CORS configuration on the server fully protects against cross-origin attacks such as cross-site request forgery (CSRF).
CORS governs whether browser scripts can read cross-origin responses; it does not reliably prevent state-changing requests from being delivered to the server. Simple cross-origin requests (such as form-based POST requests) may reach the server without a preflight, meaning CORS alone is not a substitute for anti-CSRF controls such as CSRF tokens or SameSite cookie attributes.

Best practices

Specify explicit, allowlisted origins in Access-Control-Allow-Origin rather than reflecting the request Origin header without validation. Validate the incoming Origin value against a known-good list before echoing it in the response.
Avoid using the wildcard ('*') for Access-Control-Allow-Origin on endpoints that handle sensitive data, authenticated sessions, or any response content that should not be universally readable by arbitrary sites.
Never combine 'Access-Control-Allow-Origin: *' with 'Access-Control-Allow-Credentials: true'. This combination is rejected by browsers and indicates a misconfiguration. Credentialed requests require an explicit, non-wildcard origin.

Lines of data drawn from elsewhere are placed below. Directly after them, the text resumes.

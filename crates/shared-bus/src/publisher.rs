//! # Event Publisher
//!
//! Defines the publishing side of the event bus and the in-memory log.

use crate::events::{EventFilter, EventRecord, RegistryEvent};
use crate::subscriber::{EventStream, Subscription};
use crate::DEFAULT_CHANNEL_CAPACITY;
use parking_lot::RwLock;
use std::collections::BTreeMap;
use std::sync::atomic::{AtomicU64, Ordering};
use tokio::sync::broadcast;
use tracing::debug;

/// Trait for publishing events to the bus.
///
/// Registries call this once their storage batch has committed, so a
/// published event always describes persisted state.
pub trait EventPublisher: Send + Sync {
    /// Append `event` to the log of `block_number` and notify subscribers.
    ///
    /// Returns the record as it was logged.
    fn publish(&self, block_number: u64, event: RegistryEvent) -> EventRecord;

    /// Get the total number of events published.
    fn events_published(&self) -> u64;
}

/// In-memory implementation of the event bus.
///
/// Uses `tokio::sync::broadcast` for live subscribers and keeps every
/// published record, indexed by block, for log queries.
pub struct InMemoryEventBus {
    /// Broadcast sender for records.
    sender: broadcast::Sender<EventRecord>,

    /// Retained log, by block number.
    history: RwLock<BTreeMap<u64, Vec<EventRecord>>>,

    /// Total events published.
    events_published: AtomicU64,

    /// Channel capacity.
    capacity: usize,
}

impl InMemoryEventBus {
    /// Create a new in-memory event bus with default capacity.
    #[must_use]
    pub fn new() -> Self {
        Self::with_capacity(DEFAULT_CHANNEL_CAPACITY)
    }

    /// Create a new in-memory event bus with specified capacity.
    #[must_use]
    pub fn with_capacity(capacity: usize) -> Self {
        let (sender, _) = broadcast::channel(capacity);
        Self {
            sender,
            history: RwLock::new(BTreeMap::new()),
            events_published: AtomicU64::new(0),
            capacity,
        }
    }

    /// Subscribe to records matching a filter.
    #[must_use]
    pub fn subscribe(&self, filter: EventFilter) -> Subscription {
        let receiver = self.sender.subscribe();
        debug!(topics = ?filter.topics, "New subscription created");
        Subscription::new(receiver, filter)
    }

    /// Get a stream of records matching a filter.
    #[must_use]
    pub fn event_stream(&self, filter: EventFilter) -> EventStream {
        EventStream::new(self.subscribe(filter))
    }

    /// Records of one block that match `filter`, in log order.
    #[must_use]
    pub fn logs_in_block(&self, block_number: u64, filter: &EventFilter) -> Vec<EventRecord> {
        self.history
            .read()
            .get(&block_number)
            .map(|records| {
                records
                    .iter()
                    .filter(|record| filter.matches(&record.event))
                    .cloned()
                    .collect()
            })
            .unwrap_or_default()
    }

    /// Records in `[from, to]` that match `filter`, in log order.
    #[must_use]
    pub fn logs(&self, from: u64, to: u64, filter: &EventFilter) -> Vec<EventRecord> {
        if from > to {
            return Vec::new();
        }
        self.history
            .read()
            .range(from..=to)
            .flat_map(|(_, records)| records.iter())
            .filter(|record| filter.matches(&record.event))
            .cloned()
            .collect()
    }

    /// Put previously persisted records of `block_number` back into the log.
    ///
    /// Records are appended in order after any the block already holds.
    /// Nothing is broadcast and `events_published` is unchanged: these
    /// events were published by an earlier run.
    pub fn restore(&self, block_number: u64, events: Vec<RegistryEvent>) {
        let mut history = self.history.write();
        let block = history.entry(block_number).or_default();
        for event in events {
            let log_index = block.len() as u64;
            block.push(EventRecord {
                block_number,
                log_index,
                event,
            });
        }
    }

    /// Highest block holding at least one record.
    #[must_use]
    pub fn last_block(&self) -> Option<u64> {
        self.history.read().keys().next_back().copied()
    }

    /// Get the number of active subscribers.
    #[must_use]
    pub fn subscriber_count(&self) -> usize {
        self.sender.receiver_count()
    }

    /// Get the channel capacity.
    #[must_use]
    pub fn capacity(&self) -> usize {
        self.capacity
    }
}

impl Default for InMemoryEventBus {
    fn default() -> Self {
        Self::new()
    }
}

impl EventPublisher for InMemoryEventBus {
    fn publish(&self, block_number: u64, event: RegistryEvent) -> EventRecord {
        let topic = event.topic();

        let record = {
            let mut history = self.history.write();
            let block = history.entry(block_number).or_default();
            let record = EventRecord {
                block_number,
                log_index: block.len() as u64,
                event,
            };
            block.push(record.clone());
            record
        };

        self.events_published.fetch_add(1, Ordering::Relaxed);

        // No receivers is normal; the record is still in the history.
        let receivers = self.sender.send(record.clone()).unwrap_or(0);
        debug!(
            topic = ?topic,
            block = block_number,
            log_index = record.log_index,
            receivers,
            "Event published"
        );

        record
    }

    fn events_published(&self) -> u64 {
        self.events_published.load(Ordering::Relaxed)
    }
}
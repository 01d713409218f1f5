//! # Domain Errors
//!
//! Error types for list and key-value store operations.

use thiserror::Error;

/// Key-value store errors.
#[derive(Debug, Clone, Error, PartialEq, Eq)]
pub enum KVStoreError {
    /// I/O error during read/write.
    #[error("KV store I/O error: {message}")]
    IOError { message: String },

    /// Data corruption in the store.
    #[error("KV store corruption: {message}")]
    CorruptionError { message: String },
}

impl From<std::io::Error> for KVStoreError {
    fn from(err: std::io::Error) -> Self {
        KVStoreError::IOError {
            message: err.to_string(),
        }
    }
}

/// Errors raised by `CompactIndexedList`.
#[derive(Debug, Clone, Error, PartialEq, Eq)]
pub enum ListError {
    /// The underlying store failed.
    #[error(transparent)]
    Storage(#[from] KVStoreError),

    /// `value` was called on a cursor that `next` never advanced.
    #[error("cursor has not been advanced")]
    CursorNotAdvanced,

    /// The stored length word is not a valid big-endian u64.
    #[error("corrupt length word ({len} bytes)")]
    CorruptLength { len: usize },

    /// A slot holds a byte count that is not a whole number of elements.
    #[error("corrupt slot {slot}: {len} bytes")]
    CorruptSlot { slot: u64, len: usize },

    /// An index below the stored length has no backing element.
    #[error("missing element at index {index}")]
    MissingElement { index: u64 },

    /// A serialized block log entry failed to encode or decode.
    #[error("corrupt log record: {message}")]
    CorruptRecord { message: String },
}
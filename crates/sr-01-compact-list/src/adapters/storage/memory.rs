use crate::domain::errors::KVStoreError;
use crate::ports::outbound::{BatchOperation, KeyValueStore};
use std::collections::HashMap;

/// In-memory key-value store for unit tests.
///
/// Single-threaded `HashMap`; a batch is applied in one pass and cannot
/// fail halfway.
#[derive(Debug, Default, Clone)]
pub struct InMemoryKVStore {
    data: HashMap<Vec<u8>, Vec<u8>>,
}

impl InMemoryKVStore {
    pub fn new() -> Self {
        Self::default()
    }

    /// Number of keys currently stored.
    pub fn len(&self) -> usize {
        self.data.len()
    }

    pub fn is_empty(&self) -> bool {
        self.data.is_empty()
    }
}

/// Apply a batch in order.
fn apply_batch(data: &mut HashMap<Vec<u8>, Vec<u8>>, operations: Vec<BatchOperation>) {
    for op in operations {
        match op {
            BatchOperation::Put { key, value } => {
                data.insert(key, value);
            }
            BatchOperation::InsertIfAbsent { key, value } => {
                data.entry(key).or_insert(value);
            }
        }
    }
}

impl KeyValueStore for InMemoryKVStore {
    fn get(&self, key: &[u8]) -> Result<Option<Vec<u8>>, KVStoreError> {
        Ok(self.data.get(key).cloned())
    }

    fn exists(&self, key: &[u8]) -> Result<bool, KVStoreError> {
        Ok(self.data.contains_key(key))
    }

    fn atomic_batch_write(&mut self, operations: Vec<BatchOperation>) -> Result<(), KVStoreError> {
        apply_batch(&mut self.data, operations);
        Ok(())
    }
}
//! # Event Subscriber
//!
//! Defines the subscription side of the event bus.

use crate::events::{EventFilter, EventRecord};
use std::pin::Pin;
use std::task::{ready, Context, Poll};
use thiserror::Error;
use tokio::sync::broadcast;
use tokio_stream::wrappers::errors::BroadcastStreamRecvError;
use tokio_stream::wrappers::BroadcastStream;
use tokio_stream::Stream;
use tracing::debug;

/// Errors from subscription operations.
#[derive(Debug, Error, Clone, PartialEq, Eq)]
pub enum SubscriptionError {
    /// The event bus was closed.
    #[error("Event bus closed")]
    Closed,
}

/// A subscription handle for receiving records.
///
/// Dropping it releases its receiver, which is what `subscriber_count` counts.
pub struct Subscription {
    receiver: broadcast::Receiver<EventRecord>,
    filter: EventFilter,
}

impl Subscription {
    pub(crate) fn new(receiver: broadcast::Receiver<EventRecord>, filter: EventFilter) -> Self {
        Self { receiver, filter }
    }

    /// Receive the next record that matches the filter.
    ///
    /// Returns `None` once the bus is dropped.
    pub async fn recv(&mut self) -> Option<EventRecord> {
        loop {
            let record = match self.receiver.recv().await {
                Ok(r) => r,
                Err(broadcast::error::RecvError::Closed) => return None,
                Err(broadcast::error::RecvError::Lagged(count)) => {
                    debug!(lagged = count, "Subscriber lagged, some events dropped");
                    continue;
                }
            };

            if self.filter.matches(&record.event) {
                return Some(record);
            }
        }
    }

    /// Try to receive the next record without blocking.
    ///
    /// - `Ok(Some(record))` - A record was available and matched
    /// - `Ok(None)` - No record available (would block)
    /// - `Err(SubscriptionError::Closed)` - The channel was closed
    pub fn try_recv(&mut self) -> Result<Option<EventRecord>, SubscriptionError> {
        loop {
            let record = match self.receiver.try_recv() {
                Ok(r) => r,
                Err(broadcast::error::TryRecvError::Empty) => return Ok(None),
                Err(broadcast::error::TryRecvError::Closed) => {
                    return Err(SubscriptionError::Closed)
                }
                Err(broadcast::error::TryRecvError::Lagged(_)) => continue,
            };

            if self.filter.matches(&record.event) {
                return Ok(Some(record));
            }
        }
    }

    /// Get the filter for this subscription.
    #[must_use]
    pub fn filter(&self) -> &EventFilter {
        &self.filter
    }
}

/// A stream wrapper for subscriptions.
///
/// Implements `tokio_stream::Stream` for use with stream combinators.
pub struct EventStream {
    inner: BroadcastStream<EventRecord>,
    filter: EventFilter,
}

impl EventStream {
    /// Create a new event stream from a subscription.
    #[must_use]
    pub fn new(subscription: Subscription) -> Self {
        let Subscription { receiver, filter } = subscription;
        Self {
            inner: BroadcastStream::new(receiver),
            filter,
        }
    }

    /// Get the filter for this stream.
    #[must_use]
    pub fn filter(&self) -> &EventFilter {
        &self.filter
    }
}

impl Stream for EventStream {
    type Item = EventRecord;

    fn poll_next(mut self: Pin<&mut Self>, cx: &mut Context<'_>) -> Poll<Option<Self::Item>> {
        loop {
            match ready!(Pin::new(&mut self.inner).poll_next(cx)) {
                Some(Ok(record)) if self.filter.matches(&record.event) => {
                    return Poll::Ready(Some(record))
                }
                Some(Ok(_)) => continue,
                Some(Err(BroadcastStreamRecvError::Lagged(count))) => {
                    debug!(lagged = count, "Stream lagged, some events dropped");
                    continue;
                }
                None => return Poll::Ready(None),
            }
        }
    }
}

Restrict Access-Control-Allow-Methods and Access-Control-Allow-Headers to the minimum set required by your application. Permitting all methods or all headers unnecessarily widens the attack surface.
Do not rely on CORS as the sole control against cross-origin abuse for state-changing operations. Implement dedicated anti-CSRF controls such as synchronizer tokens or SameSite cookie attributes to protect endpoints that modify server state.
Audit CORS configuration as part of regular security assessments, specifically checking for overly permissive origin reflection patterns, subdomain wildcarding, and null origin acceptance, which are common sources of exploitable misconfiguration.